Sus ojos se desorbitaron, pero siguieron escuchando.

—Segundo: después de que obtengamos un asidero en las condiciones que se necesitan para la lluvia normal, las compararemos con esta condición de sequía. Luego generaremos una serie de experimentos de laboratorio y de simulaciones de computador para ver si podemos efectuar sencillos cambios en el tiempo que pongan en movimiento a la última clase duradera de cambio que deseamos.

Miró a los dos lados distintos para ver si le seguían en sus explicaciones.

—Bien, la atmósfera es como uno de esos juegos infantiles llamados tentetiesos. Se resiste a cambiar. Posee un poder tremendo de equilibrio. Si se la golpea desde un lado oscilará varias veces hasta recuperar la posición inicial.

—Pero cambia —dijo uno de los hombres.

—¡Claro! El tiempo cambia minuto a minuto y el clima también cambia… como esta sequía… Pero los cambios del clima son lentos y entrañan enormes cantidades de energía. No podemos competir con el equilibrio energético natural de la atmósfera… Es demasiado grande y nosotros excesivamente pequeños. Sería como si un hombre tratase de luchar contra un mamut.

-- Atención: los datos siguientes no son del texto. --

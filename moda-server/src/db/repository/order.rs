//! Order Repository

use super::{BaseRepository, RepoError, RepoResult};
use crate::db::models::{Order, OrderStatus};
use surrealdb::RecordId;
use surrealdb::Surreal;
use surrealdb::engine::local::Db;

const ORDER_TABLE: &str = "order";

// =============================================================================
// Order Repository
// =============================================================================

#[derive(Clone)]
pub struct OrderRepository {
    base: BaseRepository,
}

impl OrderRepository {
    pub fn new(db: Surreal<Db>) -> Self {
        Self {
            base: BaseRepository::new(db),
        }
    }

    /// Persist a fully built order (lines and totals already snapshotted)
    pub async fn create(&self, order: Order) -> RepoResult<Order> {
        let created: Option<Order> = self.base.db().create(ORDER_TABLE).content(order).await?;
        created.ok_or_else(|| RepoError::Database("Failed to create order".to_string()))
    }

    /// Find order by id
    pub async fn find_by_id(&self, id: &RecordId) -> RepoResult<Option<Order>> {
        let order: Option<Order> = self.base.db().select(id.clone()).await?;
        Ok(order)
    }

    /// All orders of one user, newest first
    pub async fn find_by_user(&self, user: &RecordId) -> RepoResult<Vec<Order>> {
        let orders: Vec<Order> = self
            .base
            .db()
            .query("SELECT * FROM order WHERE user = $user ORDER BY created_at DESC")
            .bind(("user", user.to_string()))
            .await?
            .take(0)?;
        Ok(orders)
    }

    /// Move the order to a new status
    pub async fn set_status(&self, id: &RecordId, status: OrderStatus) -> RepoResult<Order> {
        let mut result = self
            .base
            .db()
            .query("UPDATE $id SET status = $status RETURN AFTER")
            .bind(("id", id.clone()))
            .bind(("status", status.as_str().to_string()))
            .await?;
        let orders: Vec<Order> = result.take(0)?;
        orders
            .into_iter()
            .next()
            .ok_or_else(|| RepoError::NotFound(format!("Order {} not found", id)))
    }

    /// Flip the rated flag after a review mutation re-check
    pub async fn set_rated(&self, id: &RecordId, rated: bool) -> RepoResult<()> {
        self.base
            .db()
            .query("UPDATE $id SET rated = $rated")
            .bind(("id", id.clone()))
            .bind(("rated", rated))
            .await?;
        Ok(())
    }
}
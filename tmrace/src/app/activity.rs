use std::{
    any::Any,
    ops::{Deref, DerefMut},
};

use crate::renderer::Frame;

use super::{app::AppData, event::Event};

pub type ActivityResult = Box<dyn Any>;

pub struct Activities {
    activities: Vec<Activity>,
}

pub enum Change {
    Push(Activity),
    Pop { res: Option<ActivityResult> },
}

impl Change {
    pub fn push(activity: Activity) -> Self {
        Self::Push(activity)
    }

    pub fn pop() -> Self {
        Self::Pop { res: None }
    }

    pub fn pop_with<T: 'static>(res: T) -> Self {
        Self::Pop {
            res: Some(Box::new(res)),
        }
    }
}

impl Activities {
    pub fn new(base: Activity) -> Self {
        Self {
            activities: vec![base],
        }
    }

    pub fn empty() -> Self {
        Self { activities: vec![] }
    }

    pub fn push(&mut self, activity: Activity) {
        self.activities.push(activity);
    }

    pub fn pop(&mut self) {
        self.activities.pop();
    }

    pub fn active(&self) -> Option<&Activity> {
        self.activities.last()
    }

    pub fn active_mut(&mut self) -> Option<&mut Activity> {
        self.activities.last_mut()
    }

    pub fn len(&self) -> usize {
        self.activities.len()
    }

    pub fn is_empty(&self) -> bool {
        self.activities.is_empty()
    }
}

pub struct Activity {
    name: String,
    handler: Box<dyn ActivityHandler>,
}

impl Activity {
    pub fn new(name: impl Into<String>, handler: Box<dyn ActivityHandler>) -> Self {
        Self {
            name: name.into(),
            handler,
        }
    }

    pub fn new_boxed<H>(name: impl Into<String>, handler: H) -> Self
    where
        H: ActivityHandler + 'static,
    {
        Self::new(name, Box::new(handler))
    }

    pub fn name(&self) -> &str {
        &self.name
    }
}

impl Deref for Activity {
    type Target = dyn ActivityHandler;

    fn deref(&self) -> &Self::Target {
        &*self.handler
    }
}

impl DerefMut for Activity {
    fn deref_mut(&mut self) -> &mut Self::Target {
        &mut *self.handler
    }
}

pub trait ActivityHandler {
    #[must_use]
    fn update(&mut self, events: Vec<Event>, data: &mut AppData) -> Option<Change>;

    fn draw(&self, frame: &mut Frame);
}
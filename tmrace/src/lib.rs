pub mod app;
pub mod constants;
pub mod helpers;
pub mod logging;
pub mod race;
pub mod renderer;
pub mod settings;
pub mod ui;
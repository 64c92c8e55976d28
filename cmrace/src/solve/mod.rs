//! The three search engines and their shared traversal loop.
//!
//! All disciplines run the exact same step: pop an entry, skip it when its
//! position was already expanded (lazy deletion), otherwise mark it visited
//! and push the walkable unvisited neighbors with extended path snapshots.
//! Only the [`Frontier`] ordering differs.

pub mod frontier;

use std::{
    fmt,
    time::{Duration, Instant},
};

use hashbrown::HashSet;

use crate::{
    board::{Board, LocateError, Tile},
    dims::Dims,
};
use frontier::{BestFirstFrontier, Frontier, QueueFrontier, StackFrontier};

#[derive(Debug, Clone, Copy, PartialEq, Eq, Hash)]
pub enum Discipline {
    Dfs,
    Bfs,
    BestFirst,
}

impl Discipline {
    pub const ALL: [Discipline; 3] = [Discipline::Dfs, Discipline::Bfs, Discipline::BestFirst];

    pub fn label(self) -> &'static str {
        match self {
            Discipline::Dfs => "DFS",
            Discipline::Bfs => "BFS",
            Discipline::BestFirst => "best-first",
        }
    }

    fn frontier(self, goal: Dims) -> Box<dyn Frontier> {
        match self {
            Discipline::Dfs => Box::new(StackFrontier::default()),
            Discipline::Bfs => Box::new(QueueFrontier::default()),
            Discipline::BestFirst => Box::new(BestFirstFrontier::new(goal)),
        }
    }
}

impl fmt::Display for Discipline {
    fn fmt(&self, f: &mut fmt::Formatter<'_>) -> fmt::Result {
        f.write_str(self.label())
    }
}

/// One discovered position together with its own full ancestry from start.
/// Paths are copied on extension, never shared between entries.
#[derive(Debug, Clone)]
pub struct FrontierEntry {
    pub pos: Dims,
    pub path: Vec<Dims>,
}

/// Outcome of a run that reached the exit.
#[derive(Debug, Clone)]
pub struct RunResult {
    pub discipline: Discipline,
    /// Start to exit, each position orthogonally adjacent to its predecessor.
    pub path: Vec<Dims>,
    /// Every expanded position in visit order; index + 1 is its visit number.
    pub visited: Vec<Dims>,
    pub elapsed: Duration,
}

#[derive(Debug, Clone)]
pub enum Step {
    /// A new position was expanded, exploration continues.
    Visited(Dims),
    /// The exit was expanded; this is the final step.
    Found(RunResult),
    /// The frontier drained without reaching the exit. Not an error: the
    /// generator only guarantees local reachability around the markers.
    Exhausted,
}

/// A single exploration of one board under one discipline.
///
/// Owns its board copy, frontier and visited set, so three solvers of the
/// same maze never contaminate each other. Drive it with [`Solver::step`]
/// (one visit per call, for animation) or [`Solver::run`] (to completion).
pub struct Solver {
    board: Board,
    discipline: Discipline,
    frontier: Box<dyn Frontier>,
    visited: HashSet<Dims>,
    visited_order: Vec<Dims>,
    current_path: Vec<Dims>,
    goal: Dims,
    started: Instant,
    done: bool,
}

impl Solver {
    pub fn new(board: Board, discipline: Discipline) -> Result<Self, LocateError> {
        let (start, goal) = board.locate()?;

        let mut frontier = discipline.frontier(goal);
        frontier.push(FrontierEntry {
            pos: start,
            path: vec![start],
        });

        Ok(Self {
            board,
            discipline,
            frontier,
            visited: HashSet::new(),
            visited_order: Vec::new(),
            current_path: Vec::new(),
            goal,
            started: Instant::now(),
            done: false,
        })
    }

    pub fn discipline(&self) -> Discipline {
        self.discipline
    }

    pub fn board(&self) -> &Board {
        &self.board
    }

    pub fn goal(&self) -> Dims {
        self.goal
    }

    pub fn visited_order(&self) -> &[Dims] {
        &self.visited_order
    }

    /// Path of the most recently expanded position.
    pub fn current_path(&self) -> &[Dims] {
        &self.current_path
    }

    pub fn head(&self) -> Option<Dims> {
        self.visited_order.last().copied()
    }

    pub fn is_done(&self) -> bool {
        self.done
    }

    /// Expands exactly one new position, or reports the final outcome.
    pub fn step(&mut self) -> Step {
        if self.done {
            return Step::Exhausted;
        }

        while let Some(entry) = self.frontier.pop() {
            if !self.visited.insert(entry.pos) {
                continue;
            }

            self.visited_order.push(entry.pos);
            self.current_path = entry.path;

            if entry.pos == self.goal {
                self.done = true;
                return Step::Found(RunResult {
                    discipline: self.discipline,
                    path: self.current_path.clone(),
                    visited: self.visited_order.clone(),
                    elapsed: self.started.elapsed(),
                });
            }

            for neighbor in self.board.neighbors(entry.pos) {
                let walkable = self
                    .board
                    .get(neighbor)
                    .is_some_and(|tile| tile.is_walkable());
                if walkable && !self.visited.contains(&neighbor) {
                    let mut path = self.current_path.clone();
                    path.push(neighbor);
                    self.frontier.push(FrontierEntry {
                        pos: neighbor,
                        path,
                    });
                }
            }

            return Step::Visited(entry.pos);
        }

        self.done = true;
        Step::Exhausted
    }

    /// Runs to completion, calling `on_visit(position, path, visited)` once
    /// per newly expanded position, the exit included. The callback renders
    /// synchronously; pacing is the caller's business.
    pub fn run(
        mut self,
        mut on_visit: impl FnMut(Dims, &[Dims], &[Dims]),
    ) -> Option<RunResult> {
        loop {
            match self.step() {
                Step::Visited(pos) => on_visit(pos, &self.current_path, &self.visited_order),
                Step::Found(result) => {
                    on_visit(self.goal, &self.current_path, &self.visited_order);
                    return Some(result);
                }
                Step::Exhausted => return None,
            }
        }
    }

    /// Runs to completion without an observer.
    pub fn solve(self) -> Option<RunResult> {
        self.run(|_, _, _| {})
    }
}

#[cfg(test)]
mod tests {
    use super::*;
    use crate::generate::{generate, seeded_rng};

    // 5x5, walls only on the border, start (1,1), exit (3,3).
    const OPEN: &str = "5\n11111\n1e001\n10001\n100x1\n11111\n";

    // Solid wall ring between the start region and the exit's.
    const SPLIT: &str = "7\n1111111\n1e00111\n1000111\n1111111\n1110001\n11100x1\n1111111\n";

    fn run(text: &str, discipline: Discipline) -> Option<RunResult> {
        let board = Board::parse(text).unwrap();
        Solver::new(board, discipline).unwrap().solve()
    }

    fn assert_valid_path(board: &Board, result: &RunResult) {
        let (start, exit) = board.locate().unwrap();
        let path = &result.path;

        assert_eq!(*path.first().unwrap(), start);
        assert_eq!(*path.last().unwrap(), exit);
        for pair in path.windows(2) {
            assert_eq!(pair[0].manhattan(pair[1]), 1, "path not contiguous");
        }

        let mut seen = HashSet::new();
        assert!(path.iter().all(|pos| seen.insert(*pos)), "path repeats");
    }

    #[test]
    fn all_disciplines_solve_the_open_board() {
        let board = Board::parse(OPEN).unwrap();
        for discipline in Discipline::ALL {
            let result = run(OPEN, discipline).unwrap();
            assert_eq!(result.discipline, discipline);
            assert_valid_path(&board, &result);
        }
    }

    #[test]
    fn bfs_finds_a_shortest_path_on_the_open_board() {
        let result = run(OPEN, Discipline::Bfs).unwrap();
        // (1,1) to (3,3) needs 4 edges, so 5 positions.
        assert_eq!(result.path.len(), 5);
        // 9 interior cells at most.
        assert!(result.visited.len() <= 9);
    }

    #[test]
    fn bfs_path_is_never_longer_than_the_others() {
        for seed in 0..30 {
            let mut rng = seeded_rng(Some(seed));
            let board = generate(15, 0.3, &mut rng).unwrap();

            let solve = |discipline| {
                Solver::new(board.clone(), discipline)
                    .unwrap()
                    .solve()
            };

            let Some(bfs) = solve(Discipline::Bfs) else {
                continue; // exit unreachable on this seed, nothing to compare
            };
            let dfs = solve(Discipline::Dfs).unwrap();
            let best = solve(Discipline::BestFirst).unwrap();

            assert!(bfs.path.len() <= dfs.path.len(), "seed {seed}");
            assert!(bfs.path.len() <= best.path.len(), "seed {seed}");

            for result in [&bfs, &dfs, &best] {
                assert_valid_path(&board, result);
            }
        }
    }

    #[test]
    fn reruns_visit_identically() {
        let mut rng = seeded_rng(Some(3));
        let board = generate(15, 0.3, &mut rng).unwrap();

        for discipline in Discipline::ALL {
            let a = Solver::new(board.clone(), discipline).unwrap().solve();
            let b = Solver::new(board.clone(), discipline).unwrap().solve();

            match (a, b) {
                (Some(a), Some(b)) => {
                    assert_eq!(a.visited, b.visited);
                    assert_eq!(a.path, b.path);
                }
                (None, None) => {}
                _ => panic!("rerun disagreed on solvability"),
            }
        }
    }

    #[test]
    fn split_board_exhausts_every_frontier() {
        for discipline in Discipline::ALL {
            assert!(run(SPLIT, discipline).is_none(), "{discipline}");
        }
    }

    #[test]
    fn on_visit_fires_once_per_visited_position() {
        let board = Board::parse(OPEN).unwrap();
        let (_, exit) = board.locate().unwrap();

        let mut calls = Vec::new();
        let result = Solver::new(board, Discipline::Bfs)
            .unwrap()
            .run(|pos, path, visited| {
                calls.push(pos);
                assert_eq!(*path.last().unwrap(), pos);
                assert_eq!(visited.len(), calls.len());
            })
            .unwrap();

        assert_eq!(calls, result.visited);
        assert_eq!(*calls.last().unwrap(), exit);
    }

    #[test]
    fn visit_sequence_numbers_are_dense() {
        let result = run(OPEN, Discipline::Dfs).unwrap();
        let mut seen = HashSet::new();
        for pos in &result.visited {
            assert!(seen.insert(*pos), "{pos:?} visited twice");
        }
    }
}
use crossterm::style::{Color, ContentStyle};

pub fn term_size() -> (u16, u16) {
    crossterm::terminal::size().unwrap_or((100, 100))
}

pub struct ContentStyleBuilder {
    style: ContentStyle,
}

pub fn style() -> ContentStyleBuilder {
    ContentStyleBuilder {
        style: ContentStyle::default(),
    }
}

impl ContentStyleBuilder {
    pub fn f(mut self, color: Color) -> Self {
        self.style.foreground_color = Some(color);
        self
    }

    pub fn b(mut self, color: Color) -> Self {
        self.style.background_color = Some(color);
        self
    }

    pub fn a(mut self, attr: crossterm::style::Attribute) -> Self {
        self.style.attributes.toggle(attr);
        self
    }

    pub fn build(self) -> ContentStyle {
        self.style
    }
}
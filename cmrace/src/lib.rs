pub mod board;
pub mod dims;
pub mod generate;
pub mod rank;
pub mod solve;
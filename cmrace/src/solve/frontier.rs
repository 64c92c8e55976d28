use std::{
    cmp::Ordering,
    collections::{BinaryHeap, VecDeque},
};

use super::FrontierEntry;
use crate::dims::Dims;

/// Discovered-but-unexpanded entries, ordered by the search discipline.
///
/// The traversal loop is identical for every discipline; the pop order of its
/// frontier is the only thing that differs.
pub trait Frontier {
    fn push(&mut self, entry: FrontierEntry);
    fn pop(&mut self) -> Option<FrontierEntry>;
}

/// LIFO frontier, depth-biased exploration.
#[derive(Debug, Default)]
pub struct StackFrontier(Vec<FrontierEntry>);

impl Frontier for StackFrontier {
    fn push(&mut self, entry: FrontierEntry) {
        self.0.push(entry);
    }

    fn pop(&mut self) -> Option<FrontierEntry> {
        self.0.pop()
    }
}

/// FIFO frontier, level-by-level exploration. First exit hit has the fewest
/// edges possible.
#[derive(Debug, Default)]
pub struct QueueFrontier(VecDeque<FrontierEntry>);

impl Frontier for QueueFrontier {
    fn push(&mut self, entry: FrontierEntry) {
        self.0.push_back(entry);
    }

    fn pop(&mut self) -> Option<FrontierEntry> {
        self.0.pop_front()
    }
}

/// Min-priority frontier keyed by `path length + manhattan distance to goal`.
///
/// Entries with equal priority pop in insertion order. The sequence counter
/// makes that explicit instead of leaning on whatever `BinaryHeap` does with
/// ties, so equal-cost paths are found reproducibly.
#[derive(Debug)]
pub struct BestFirstFrontier {
    goal: Dims,
    seq: u64,
    heap: BinaryHeap<Ranked>,
}

impl BestFirstFrontier {
    pub fn new(goal: Dims) -> Self {
        Self {
            goal,
            seq: 0,
            heap: BinaryHeap::new(),
        }
    }
}

impl Frontier for BestFirstFrontier {
    fn push(&mut self, entry: FrontierEntry) {
        let priority = entry.path.len() as i32 + entry.pos.manhattan(self.goal);
        self.heap.push(Ranked {
            priority,
            seq: self.seq,
            entry,
        });
        self.seq += 1;
    }

    fn pop(&mut self) -> Option<FrontierEntry> {
        self.heap.pop().map(|ranked| ranked.entry)
    }
}

#[derive(Debug)]
struct Ranked {
    priority: i32,
    seq: u64,
    entry: FrontierEntry,
}

impl PartialEq for Ranked {
    fn eq(&self, other: &Self) -> bool {
        self.priority == other.priority && self.seq == other.seq
    }
}

impl Eq for Ranked {}

impl PartialOrd for Ranked {
    fn partial_cmp(&self, other: &Self) -> Option<Ordering> {
        Some(self.cmp(other))
    }
}

impl Ord for Ranked {
    // Reversed so the max-heap pops the lowest priority, then the lowest
    // sequence number.
    fn cmp(&self, other: &Self) -> Ordering {
        other
            .priority
            .cmp(&self.priority)
            .then_with(|| other.seq.cmp(&self.seq))
    }
}
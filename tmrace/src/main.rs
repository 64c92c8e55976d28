use std::path::PathBuf;

use clap::Parser;

use tmrace::{
    app::{Activity, App, AppError},
    logging,
    race::{RaceActivity, RaceConfig},
    settings::Settings,
};

#[derive(Parser)]
#[command(author, version, about)]
struct Args {
    /// Side of the square maze, at least 3
    #[arg(short, long)]
    size: Option<i32>,

    /// Chance of an interior tile being a wall, 0.0 inclusive to 1.0 exclusive
    #[arg(short, long)]
    wall_chance: Option<f64>,

    /// How many positions each engine expands per second
    #[arg(short, long)]
    fps: Option<f64>,

    /// Seed for reproducible mazes
    #[arg(long)]
    seed: Option<u64>,

    /// Where the generated maze is written each round
    #[arg(long)]
    maze_file: Option<PathBuf>,

    /// Overwrite the settings file with the defaults and exit
    #[arg(long)]
    reset_config: bool,

    /// Print the settings file path and exit
    #[arg(long)]
    show_config_path: bool,
}

fn main() -> Result<(), AppError> {
    let args = Args::parse();

    if args.show_config_path {
        println!("{}", Settings::default_path().display());
        return Ok(());
    }

    if args.reset_config {
        Settings::reset_config(Settings::default_path());
        return Ok(());
    }

    better_panic::install();
    logging::init();

    let settings = Settings::load(Settings::default_path());

    let mut config = RaceConfig::from_settings(&settings);
    if let Some(size) = args.size {
        config.maze_size = size;
    }
    if let Some(wall_chance) = args.wall_chance {
        config.wall_chance = wall_chance;
    }
    if let Some(fps) = args.fps {
        config.steps_per_second = fps;
    }
    if let Some(maze_file) = args.maze_file {
        config.maze_file = maze_file;
    }
    config.seed = args.seed;

    let race = RaceActivity::new(config)?;
    let mut app = App::new(Activity::new_boxed("race", race), settings)?;
    app.run()?;

    // The renderer is dropped here, restoring the terminal, so the summaries
    // land on a normal screen.
    for report in app.into_reports() {
        println!("{report}");
    }

    Ok(())
}
pub mod activity;
#[allow(clippy::module_inception)]
pub mod app;
pub mod event;

pub use activity::{Activities, Activity, ActivityHandler, Change};
pub use app::{App, AppData, AppError};
pub use event::Event;
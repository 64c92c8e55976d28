//! Lane rendering shared by the running race and the summary screen.

use cmrace::{
    board::{Board, Tile},
    dims::Dims,
    solve::RunResult,
};
use crossterm::style::{Attribute, Color, ContentStyle};

use crate::{
    helpers::{format_elapsed, line_center},
    renderer::{drawable::Drawable, helpers::style, Frame},
};

use super::Lane;

/// Terminal columns per maze cell. Two columns roughly square the cells and
/// leave room for a two digit visit number.
pub const CELL_WIDTH: i32 = 2;

/// Columns between adjacent lanes.
pub const LANE_GAP: i32 = 3;

pub fn lane_width(board: &Board) -> i32 {
    board.size() * CELL_WIDTH
}

/// Left edges of `count` lanes of `board`, centered in a frame of `width`.
pub fn lane_origins(board: &Board, count: i32, width: i32) -> Vec<i32> {
    let total = lane_width(board) * count + LANE_GAP * (count - 1);
    let left = line_center(0, width, total);
    (0..count)
        .map(|i| left + i * (lane_width(board) + LANE_GAP))
        .collect()
}

fn wall_style() -> ContentStyle {
    style().f(Color::DarkGrey).build()
}

fn marker_style(color: Color) -> ContentStyle {
    style().f(color).a(Attribute::Bold).build()
}

fn visit_style() -> ContentStyle {
    style().f(Color::Grey).a(Attribute::Dim).build()
}

fn with_bg(base: ContentStyle, color: Color) -> ContentStyle {
    ContentStyle {
        background_color: Some(color),
        ..base
    }
}

fn cell_text(tile: Tile, visit: Option<usize>) -> String {
    match tile {
        Tile::Wall => "██".to_string(),
        Tile::Start => "e ".to_string(),
        Tile::Exit => "x ".to_string(),
        // Visit numbers wrap at two digits, they only exist to show order.
        Tile::Open => match visit {
            Some(n) => format!("{:02}", n % 100),
            None => "  ".to_string(),
        },
    }
}

/// Draws one lane with its title row. `origin` is the top-left of the title;
/// the board starts one row below it.
pub fn draw_lane(frame: &mut Frame, origin: Dims, board: &Board, lane: &Lane) {
    let title = match (&lane.result, lane.exhausted, &lane.solver) {
        (Some(result), _, _) => format!(
            "{} ({} in {})",
            lane.discipline,
            result.visited.len(),
            format_elapsed(result.elapsed),
        ),
        (None, true, _) => format!("{} (no way out)", lane.discipline),
        (None, false, Some(solver)) => {
            format!("{} ({})", lane.discipline, solver.visited_order().len())
        }
        (None, false, None) => format!("{} (waiting)", lane.discipline),
    };
    let title_x = line_center(origin.0, origin.0 + lane_width(board), title.len() as i32);
    title.draw(Dims(title_x, origin.1), frame, style().build());

    let top = origin + Dims(0, 1);
    let visits = lane.visit_numbers();
    let path = lane.current_path();
    let head = lane.head();

    for pos in Dims::iter_fill(Dims::ZERO, Dims(board.size(), board.size())) {
        let Some(tile) = board.get(pos) else { continue };
        let visit = visits.get(&pos).copied();

        let mut cell_style = match tile {
            Tile::Wall => wall_style(),
            Tile::Start => marker_style(Color::Green),
            Tile::Exit => marker_style(Color::Red),
            Tile::Open if visit.is_some() => visit_style(),
            Tile::Open => style().build(),
        };

        if head == Some(pos) {
            cell_style = with_bg(cell_style, Color::DarkYellow);
        } else if tile != Tile::Wall && path.contains(&pos) {
            cell_style = with_bg(cell_style, Color::DarkBlue);
        }

        let text = cell_text(tile, visit);
        text.draw(top + Dims(pos.0 * CELL_WIDTH, pos.1), frame, cell_style);
    }
}

/// Round summary pushed to stdout after the terminal is restored. Mirrors
/// what the screen showed: the ranking first, then each engine's full visit
/// sequence.
pub fn report(round: u32, ranked: &[RunResult]) -> String {
    let mut out = format!("=== round {round} ===\n");

    for (place, result) in ranked.iter().enumerate() {
        out.push_str(&format!(
            "{}. {} | time: {} | visited: {} | path: {}\n",
            place + 1,
            result.discipline,
            format_elapsed(result.elapsed),
            result.visited.len(),
            result.path.len(),
        ));
    }

    for result in ranked {
        out.push_str(&format!("{} visited:", result.discipline));
        for pos in &result.visited {
            out.push_str(&format!(" ({}, {})", pos.0, pos.1));
        }
        out.push('\n');
    }

    out
}

#[cfg(test)]
mod tests {
    use std::time::Duration;

    use cmrace::solve::Discipline;

    use super::*;

    #[test]
    fn origins_are_evenly_spaced_and_centered() {
        let board = Board::new_filled(5, Tile::Open);
        let origins = lane_origins(&board, 3, 60);

        assert_eq!(origins.len(), 3);
        assert_eq!(origins[1] - origins[0], lane_width(&board) + LANE_GAP);
        assert_eq!(origins[2] - origins[1], lane_width(&board) + LANE_GAP);
        // 3 * 10 + 2 * 3 = 36 columns, so 12 spare, 6 on the left.
        assert_eq!(origins[0], 12);
    }

    #[test]
    fn visit_numbers_wrap_at_two_digits() {
        assert_eq!(cell_text(Tile::Open, Some(7)), "07");
        assert_eq!(cell_text(Tile::Open, Some(42)), "42");
        assert_eq!(cell_text(Tile::Open, Some(103)), "03");
        assert_eq!(cell_text(Tile::Open, None), "  ");
    }

    #[test]
    fn report_lists_placements_in_order() {
        let ranked = vec![
            RunResult {
                discipline: Discipline::Bfs,
                path: vec![Dims(1, 1), Dims(2, 1)],
                visited: vec![Dims(1, 1), Dims(2, 1)],
                elapsed: Duration::from_millis(120),
            },
            RunResult {
                discipline: Discipline::Dfs,
                path: vec![Dims(1, 1), Dims(2, 1)],
                visited: vec![Dims(1, 1), Dims(1, 2), Dims(2, 1)],
                elapsed: Duration::from_millis(200),
            },
        ];

        let report = report(3, &ranked);
        assert!(report.starts_with("=== round 3 ===\n1. BFS | time: 0.12s"));
        assert!(report.contains("2. DFS | time: 0.20s | visited: 3 | path: 2"));
        assert!(report.contains("BFS visited: (1, 1) (2, 1)\n"));
    }
}
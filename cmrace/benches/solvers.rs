use cmrace::{
    generate::{generate, seeded_rng},
    solve::{Discipline, Solver},
};
use criterion::{black_box, criterion_group, criterion_main, Criterion};

const SIZE: i32 = 61;
const WALL_CHANCE: f64 = 0.3;
const SEED: u64 = 1;

fn bench_discipline(c: &mut Criterion, name: &str, discipline: Discipline) {
    let board = generate(SIZE, WALL_CHANCE, &mut seeded_rng(Some(SEED))).unwrap();

    c.bench_function(name, |b| {
        b.iter(|| {
            let solver = Solver::new(black_box(board.clone()), discipline).unwrap();
            let _ = solver.solve();
        })
    });
}

pub fn dfs(c: &mut Criterion) {
    bench_discipline(c, "dfs", Discipline::Dfs);
}

pub fn bfs(c: &mut Criterion) {
    bench_discipline(c, "bfs", Discipline::Bfs);
}

pub fn best_first(c: &mut Criterion) {
    bench_discipline(c, "best_first", Discipline::BestFirst);
}

criterion_group! {name = benches; config = Criterion::default().sample_size(50); targets = dfs, bfs, best_first}
criterion_main!(benches);
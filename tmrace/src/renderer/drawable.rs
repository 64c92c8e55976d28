use cmrace::dims::Dims;
use crossterm::style::ContentStyle;

use super::Frame;

pub trait Drawable {
    fn draw(&self, pos: Dims, frame: &mut Frame, style: ContentStyle);
}

impl<D: Drawable> Drawable for &D {
    fn draw(&self, pos: Dims, frame: &mut Frame, style: ContentStyle) {
        (**self).draw(pos, frame, style);
    }
}

impl Drawable for char {
    fn draw(&self, pos: Dims, frame: &mut Frame, style: ContentStyle) {
        frame.put_char(pos, *self, style);
    }
}

impl Drawable for &'_ str {
    fn draw(&self, pos: Dims, frame: &mut Frame, style: ContentStyle) {
        let mut x = 0;
        for character in self.chars() {
            x += frame.put_char(Dims(pos.0 + x, pos.1), character, style);
        }
    }
}

impl Drawable for String {
    fn draw(&self, pos: Dims, frame: &mut Frame, style: ContentStyle) {
        self.as_str().draw(pos, frame, style);
    }
}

El congresista Dennis soltó una risita.

—Los hombres acabaron con los mamuts.

—De acuerdo —asintió Ted—. Pero no a fuerza de músculos. Con sus cerebros.

—¿Dónde quiere ir a parar? —Preguntó Arnold.

—Sólo a esto: tenemos que buscar situaciones naturales en el sistema de sequía en donde podamos desequilibrar las balanzas un poquito y producir grandes cambios a nuestro favor. No podemos obligar a la atmósfera a cambiar por completo su equilibrio natural… pero podemos hallar posibilidades de disparar el cambio que deseamos con sólo un codacito en el tiempo y lugar adecuados.

—Una o dos simples modificaciones no cambiarán sistemas tan profundamente impresos como éste —dijo Arnold.

—Quizá no. Pero en el laboratorio podemos echar un vistazo a todos los cambios posibles que sean realizables. Y con estas predicciones a largo alcance podremos ver que romperán la sequía y luego producirlos.

—Eso es picar muy alto —comento Arnold—. No se puede ir trasteando con el tiempo y…

—¡No trasteando! —saltó Ted—. Efectuamos experimentos controlados, basados en predicciones teóricas y en simulaciones de computador, del mismo modo que los ingenieros diseñan aviones y cohetes.

Apoyó sus grandes puños en la mesa y dijo:

—En lugar de quedarnos sentados viendo cómo la sequía nos arruina, quiero ver cómo la inteligencia humana se pone a trabajar para impedirlo. No es preciso que nos crucemos de brazos y esperemos a que la naturaleza siga su curso, como ningún enfermo aguarda a curarse por sí solo sin utilizar medicinas. Podemos vencer esta sequía; hagámoslo.